Приезжая на завод, Житков мимоходом останавливался и у палатки с вывеской «Металлолом». Однажды, глядя, как приемщик терпеливо копается в куче ржавого хлама, он спросил:
— Давно занимаетесь этим делом?
— Сызмальства, — охотно ответил приемщик. — Начинал с того, что по помойным ямам всякую дрянь искал. Можно сказать — потомственный, почетный старьевщик, хе-хе!..
— Да… — задумчиво протянул Житков. — А одежда-то на вас — не по работе. Не жалко трепать? — спросил он, глядя на опрятное полупальто-сибирку приемщика.
— Привычка — великое дело. Прежде ведь прозодежды и в помине не бывало. От хозяев не давалась. Все, бывало, в своем работали. Вот и привык-с…
— Так-так. Ну, будьте здоровы.
— Наше вам, — приемщик снял потертое кепи.
Через два дня Житков сказал Найденову:
— Завтра переселяюсь в квартиру инженера!
— Если ты его действительно подозреваешь, то это переселение — ошибка. Ты спугнешь его.
— Смертным свойственно совершать ошибки…
— Но умным смертным столь же свойственно воздерживаться от них.
— В ближайший свободный день вы с Валей — у меня на новоселье, — упрямо сказал Житков и быстро вышел.
— Погоди, Павел! — крикнул Найденов, но в прихожей уже хлопнула дверь.
* * *
На второй день соседства Житкова с инженером Найденов навестил друга, ожидая услышать что-нибудь новое.

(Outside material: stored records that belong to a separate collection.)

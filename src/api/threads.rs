//! Thread workspace API
//!
//! Each signed-in user works against their own conversation store. Mutations
//! on unknown thread ids are no-ops and answer with the unchanged listing.

use crate::api::json::AppJson;
use crate::auth::RequireIdentity;
use crate::chat::{ConversationStore, SubmitOutcome, Thread, ThreadId};
use crate::error::AppError;
use crate::state::SharedState;
use axum::{
    extract::{Path, State},
    http::StatusCode,
    response::Json,
};
use chrono::{DateTime, Utc};
use serde::{Deserialize, Serialize};
use tracing::info;

/// Thread entry in a listing
#[derive(Debug, Serialize)]
#[serde(rename_all = "camelCase")]
pub struct ThreadSummary {
    /// Thread unique identifier
    pub id: ThreadId,
    /// Thread title
    pub title: String,
    /// Whether the thread is pinned
    pub pinned: bool,
    /// When the thread was created
    pub created_at: DateTime<Utc>,
    /// Number of messages in the thread
    pub message_count: usize,
}

impl From<&Thread> for ThreadSummary {
    fn from(thread: &Thread) -> Self {
        Self {
            id: thread.id.clone(),
            title: thread.title.clone(),
            pinned: thread.pinned,
            created_at: thread.created_at,
            message_count: thread.messages.len(),
        }
    }
}

/// Threads in presentation order plus the current selection
#[derive(Debug, Serialize)]
#[serde(rename_all = "camelCase")]
pub struct ThreadListResponse {
    /// Pinned first, newest first within each group
    pub threads: Vec<ThreadSummary>,
    /// Currently selected thread
    pub current_thread_id: Option<ThreadId>,
}

impl From<&ConversationStore> for ThreadListResponse {
    fn from(store: &ConversationStore) -> Self {
        Self {
            threads: store
                .sorted_threads()
                .into_iter()
                .map(ThreadSummary::from)
                .collect(),
            current_thread_id: store.current_thread_id().map(str::to_string),
        }
    }
}

/// Response to thread creation
#[derive(Debug, Serialize)]
pub struct CreateThreadResponse {
    /// Identifier of the new thread
    pub id: ThreadId,
}

/// Request to rename a thread
#[derive(Debug, Deserialize)]
pub struct UpdateTitleRequest {
    /// New title
    pub title: String,
}

/// Request to submit a message into the current thread
#[derive(Debug, Deserialize)]
pub struct SubmitMessageRequest {
    /// Message content
    #[serde(default)]
    pub message: String,
}

/// GET /api/threads - List threads in presentation order
pub async fn list_threads(
    State(state): State<SharedState>,
    RequireIdentity(identity): RequireIdentity,
) -> Json<ThreadListResponse> {
    let store = state.workspaces.store_for(identity.sub()).await;
    let store = store.lock().await;
    Json(ThreadListResponse::from(&*store))
}

/// POST /api/threads - Create a thread and make it current
pub async fn create_thread(
    State(state): State<SharedState>,
    RequireIdentity(identity): RequireIdentity,
) -> (StatusCode, Json<CreateThreadResponse>) {
    let store = state.workspaces.store_for(identity.sub()).await;
    let id = store.lock().await.create_thread();
    info!(user_id = %identity.sub(), thread_id = %id, "Thread created");
    (StatusCode::CREATED, Json(CreateThreadResponse { id }))
}

/// GET /api/threads/current - The current thread, or null
pub async fn current_thread(
    State(state): State<SharedState>,
    RequireIdentity(identity): RequireIdentity,
) -> Json<Option<Thread>> {
    let store = state.workspaces.store_for(identity.sub()).await;
    let store = store.lock().await;
    Json(store.current_thread().cloned())
}

/// GET /api/threads/:id - A thread with its messages
pub async fn get_thread(
    State(state): State<SharedState>,
    RequireIdentity(identity): RequireIdentity,
    Path(id): Path<String>,
) -> Result<Json<Thread>, AppError> {
    let store = state.workspaces.store_for(identity.sub()).await;
    let store = store.lock().await;
    store
        .thread(&id)
        .cloned()
        .map(Json)
        .ok_or(AppError::ThreadNotFound(id))
}

/// POST /api/threads/:id/select - Make a thread current
pub async fn select_thread(
    State(state): State<SharedState>,
    RequireIdentity(identity): RequireIdentity,
    Path(id): Path<String>,
) -> Json<ThreadListResponse> {
    let store = state.workspaces.store_for(identity.sub()).await;
    let mut store = store.lock().await;
    store.select_thread(&id);
    Json(ThreadListResponse::from(&*store))
}

/// POST /api/threads/:id/pin - Toggle a thread's pinned flag
pub async fn toggle_pin(
    State(state): State<SharedState>,
    RequireIdentity(identity): RequireIdentity,
    Path(id): Path<String>,
) -> Json<ThreadListResponse> {
    let store = state.workspaces.store_for(identity.sub()).await;
    let mut store = store.lock().await;
    store.toggle_pin_thread(&id);
    Json(ThreadListResponse::from(&*store))
}

/// DELETE /api/threads/:id - Delete a thread
pub async fn delete_thread(
    State(state): State<SharedState>,
    RequireIdentity(identity): RequireIdentity,
    Path(id): Path<String>,
) -> Json<ThreadListResponse> {
    let store = state.workspaces.store_for(identity.sub()).await;
    let mut store = store.lock().await;
    store.delete_thread(&id);
    info!(user_id = %identity.sub(), thread_id = %id, "Thread deleted");
    Json(ThreadListResponse::from(&*store))
}

/// PUT /api/threads/:id/title - Rename a thread
pub async fn update_title(
    State(state): State<SharedState>,
    RequireIdentity(identity): RequireIdentity,
    Path(id): Path<String>,
    AppJson(request): AppJson<UpdateTitleRequest>,
) -> Result<Json<ThreadListResponse>, AppError> {
    let title = request.title.trim();
    if title.is_empty() {
        return Err(AppError::InvalidInput("Title cannot be empty".to_string()));
    }

    let store = state.workspaces.store_for(identity.sub()).await;
    let mut store = store.lock().await;
    store.update_thread_title(&id, title);
    Ok(Json(ThreadListResponse::from(&*store)))
}

/// POST /api/threads/messages - Submit a message into the current thread
pub async fn submit_message(
    State(state): State<SharedState>,
    RequireIdentity(identity): RequireIdentity,
    AppJson(request): AppJson<SubmitMessageRequest>,
) -> Result<Json<SubmitOutcome>, AppError> {
    let store = state.workspaces.store_for(identity.sub()).await;
    let outcome = state
        .controller
        .submit(
            identity.sub(),
            &store,
            &request.message,
            state.agent_credentials(),
        )
        .await?;
    Ok(Json(outcome))
}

Но Житков говорил о чем угодно кроме робы. Всякий раз, как Найденов наводил, разговор на эту тему, Житков упорно от нее уходил. Он держал себя с тем особенным, подчеркнутым спокойствием, которым обычно преисполнялся, замечая признаки волнения Найденова.

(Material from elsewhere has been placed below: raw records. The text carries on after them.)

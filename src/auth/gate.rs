//! Session gate
//!
//! Access policy for page routes. The gate never creates or checks tokens
//! itself: [`session_gate`] asks the session registry for the identity and
//! [`evaluate`] decides on the already-verified result.

use crate::auth::identity::IdentityToken;
use crate::auth::sessions::SESSION_COOKIE;
use crate::auth::Session;
use crate::state::SharedState;
use axum::{
    extract::{Request, State},
    http::{header, HeaderMap},
    middleware::Next,
    response::{IntoResponse, Redirect, Response},
};
use reqwest::Url;
use tracing::debug;

/// Path of the sign-in page
pub const LOGIN_PATH: &str = "/login";
/// Landing page for signed-in users
pub const HOME_PATH: &str = "/";
/// Prefix reserved for the admin role
pub const ADMIN_PREFIX: &str = "/admin";

/// Outcome of the gate for one request
#[derive(Debug, Clone, PartialEq, Eq)]
pub enum GateDecision {
    /// Let the request through
    Allow,
    /// Send the caller to the sign-in page, then back to `callback`
    RedirectToLogin {
        /// Where to return after signing in
        callback: String,
    },
    /// Send the caller to the landing page
    RedirectHome,
}

/// Whether `path` falls under the gate at all
pub fn is_gated(path: &str) -> bool {
    path == LOGIN_PATH || path == HOME_PATH || is_admin_path(path)
}

fn is_admin_path(path: &str) -> bool {
    path == ADMIN_PREFIX || path.starts_with("/admin/")
}

/// Decide what happens to a request for `target` carrying `identity`
///
/// `target` is the path, optionally followed by its query string.
pub fn evaluate(target: &str, identity: Option<&IdentityToken>) -> GateDecision {
    let path = target.split('?').next().unwrap_or(target);
    if !is_gated(path) {
        return GateDecision::Allow;
    }

    match identity {
        None if path == LOGIN_PATH => GateDecision::Allow,
        None => GateDecision::RedirectToLogin {
            callback: target.to_string(),
        },
        Some(_) if path == LOGIN_PATH => GateDecision::RedirectHome,
        Some(token) if is_admin_path(path) && !token.is_admin() => GateDecision::RedirectHome,
        Some(_) => GateDecision::Allow,
    }
}

/// `/login?callbackUrl=<callback>` with the callback form-encoded
pub fn login_url(callback: &str) -> String {
    match Url::parse_with_params("http://gate.local/login", &[("callbackUrl", callback)]) {
        Ok(url) => match url.query() {
            Some(query) => format!("{}?{}", url.path(), query),
            None => url.path().to_string(),
        },
        Err(_) => LOGIN_PATH.to_string(),
    }
}

/// Session token from `Authorization: Bearer` or the session cookie
pub fn token_from_headers(headers: &HeaderMap) -> Option<String> {
    let bearer = headers
        .get(header::AUTHORIZATION)
        .and_then(|v| v.to_str().ok())
        .and_then(|v| v.strip_prefix("Bearer "))
        .map(str::trim)
        .filter(|t| !t.is_empty());
    if let Some(token) = bearer {
        return Some(token.to_string());
    }

    headers
        .get_all(header::COOKIE)
        .iter()
        .filter_map(|v| v.to_str().ok())
        .flat_map(|v| v.split(';'))
        .filter_map(|pair| pair.trim().split_once('='))
        .find(|(name, value)| *name == SESSION_COOKIE && !value.is_empty())
        .map(|(_, value)| value.to_string())
}

/// Middleware resolving the caller's identity and applying the gate
///
/// Every request leaves with a [`Session`] extension so handlers need not
/// look the token up again.
pub async fn session_gate(
    State(state): State<SharedState>,
    mut request: Request,
    next: Next,
) -> Response {
    let identity = token_from_headers(request.headers()).and_then(|t| state.sessions.verify(&t));

    let target = request
        .uri()
        .path_and_query()
        .map(|pq| pq.as_str().to_string())
        .unwrap_or_else(|| request.uri().path().to_string());

    match evaluate(&target, identity.as_ref()) {
        GateDecision::Allow => {
            request.extensions_mut().insert(Session(identity));
            next.run(request).await
        }
        GateDecision::RedirectToLogin { callback } => {
            debug!(path = %target, "Unauthenticated request redirected to login");
            Redirect::temporary(&login_url(&callback)).into_response()
        }
        GateDecision::RedirectHome => {
            debug!(
                path = %target,
                user_id = identity.as_ref().map(|i| i.sub()).unwrap_or_default(),
                "Request redirected home"
            );
            Redirect::temporary(HOME_PATH).into_response()
        }
    }
}

#[cfg(test)]
mod tests {
    use super::*;
    use crate::auth::identity::{Role, UserProfile};
    use axum::http::HeaderValue;
    use chrono::{Duration, Utc};

    fn token(role: Role) -> IdentityToken {
        IdentityToken {
            user: UserProfile {
                id: "42".to_string(),
                name: "Test".to_string(),
                email: "t@example.com".to_string(),
                role,
            },
            issued_at: Utc::now(),
            expires: Utc::now() + Duration::hours(1),
        }
    }

    #[test]
    fn test_matcher() {
        assert!(is_gated("/"));
        assert!(is_gated("/login"));
        assert!(is_gated("/admin"));
        assert!(is_gated("/admin/api/credentials"));
        assert!(!is_gated("/api/chat"));
        assert!(!is_gated("/login/extra"));
        assert!(!is_gated("/administrator"));
    }

    #[test]
    fn test_unauthenticated_redirects_to_login() {
        assert_eq!(
            evaluate("/", None),
            GateDecision::RedirectToLogin {
                callback: "/".to_string()
            }
        );
        assert_eq!(
            evaluate("/admin?tab=1", None),
            GateDecision::RedirectToLogin {
                callback: "/admin?tab=1".to_string()
            }
        );
        assert_eq!(evaluate("/login", None), GateDecision::Allow);
    }

    #[test]
    fn test_non_admin_on_admin_path_goes_home() {
        let user = token(Role::User);
        assert_eq!(evaluate("/admin", Some(&user)), GateDecision::RedirectHome);
        assert_eq!(
            evaluate("/admin/api/credentials", Some(&user)),
            GateDecision::RedirectHome
        );
        assert_eq!(evaluate("/", Some(&user)), GateDecision::Allow);
    }

    #[test]
    fn test_admin_allowed_everywhere_but_login() {
        let admin = token(Role::Admin);
        assert_eq!(evaluate("/admin", Some(&admin)), GateDecision::Allow);
        assert_eq!(evaluate("/", Some(&admin)), GateDecision::Allow);
        assert_eq!(evaluate("/login", Some(&admin)), GateDecision::RedirectHome);
    }

    #[test]
    fn test_ungated_paths_pass() {
        assert_eq!(evaluate("/api/threads", None), GateDecision::Allow);
        assert_eq!(
            evaluate("/api/auth/debug", Some(&token(Role::User))),
            GateDecision::Allow
        );
    }

    #[test]
    fn test_login_url_encodes_callback() {
        assert_eq!(login_url("/"), "/login?callbackUrl=%2F");
        assert_eq!(
            login_url("/admin?tab=1"),
            "/login?callbackUrl=%2Fadmin%3Ftab%3D1"
        );
    }

    #[test]
    fn test_token_from_headers() {
        let mut headers = HeaderMap::new();
        assert_eq!(token_from_headers(&headers), None);

        headers.insert(
            header::COOKIE,
            HeaderValue::from_static("theme=dark; session_token=abc123"),
        );
        assert_eq!(token_from_headers(&headers).as_deref(), Some("abc123"));

        headers.insert(
            header::AUTHORIZATION,
            HeaderValue::from_static("Bearer fromheader"),
        );
        assert_eq!(token_from_headers(&headers).as_deref(), Some("fromheader"));
    }
}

— Мы сами должны ее найти, либо… — Найденов не договорил.
Житков подошел к висевшему на стенке плащу и, достав из его кармана жестянку с табаком, принялся старательно набивать трубку. Найденов с раздражением следил за его неторопливыми, нарочито спокойными движениями.
Набив трубку, Житков тщательно закрыл банку и снова сунул в карман плаща. Закурив, с расстановкой сказал:
— Что ж… поищем! — Подумав, он прибавил: — Идем-ка, провожу тебя до автобуса. Завтра зайду за тобой. Начнем поиски.

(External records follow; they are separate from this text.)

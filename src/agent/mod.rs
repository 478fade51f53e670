//! Agent module
//!
//! Talks to the remote conversational agent and normalizes its replies.

pub mod bridge;
pub mod client;
pub mod error;
pub mod types;

pub use bridge::{AgentBridge, AgentRoute, BridgeReply, ReplyKind};
pub use client::{AgentClient, AgentTarget, HttpAgentClient};
pub use error::BridgeError;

Они в потемках побрели к остановке автобуса. Под ногами чавкала грязь поселковой улицы. Дождь наполнял все вокруг монотонным шорохом. Сквозь затемненные окна домов не проникало ни луча света. Друзья то и дело попадали в лужи и чертыхались сквозь зубы. Наконец в темноте послышался железный лязг и частое, как дыхание астматика, сопение старого автобуса. Друзья прибавили шагу. Найденов на ходу вскочил на подножку автобуса.
Житков не спеша побрел домой. Он уж хотел было завернуть в свой переулок, когда негромкие звуки рояля, донесшиеся из-за плотно занавешенных окон углового дома, заставили его замедлить шаги. Житков знал: в этой даче жила учительница музыки. Он поглядел на часы: половина двенадцатого. Подумать только! А ведь каждое утро чуть свет бежит на станцию… Что же она не спит так поздно? Ну а раз не спит, то, может, не стоит ждать воскресенья, чтобы застать ее дома?
Он осторожно отворил калитку и подошел к дому. В одном из окон, у самого подоконника, был заметен едва уловимый просвет. Житков прильнул к стеклу.
То, что он увидел, заставило его сердце забиться сильней.
Дом с музыкой
В комнате, куда смотрел Житков кроме самой учительницы музыки были еще двое. Седенькая старушка в чепце и пуховом платке — мать учительницы — сидела возле лампы с вязаньем в руках. Поодаль, у двери, спокойно поглаживая лежащую у него на коленях голову большого датского дога, сидел бородатый человек в расстегнутой тужурке-сибирке. Тут же, возле него, на гвозде висел мокрый плащ.
Дог поднял морду с колен бородача, беспокойно насторожил уши. Приемщик железного лома — это был он — попробовал успокоить собаку, но она рванулась к окну, где стоял Житков. Бородач отворил дверь и вышел из комнаты вместе с догом. Учительница продолжала играть.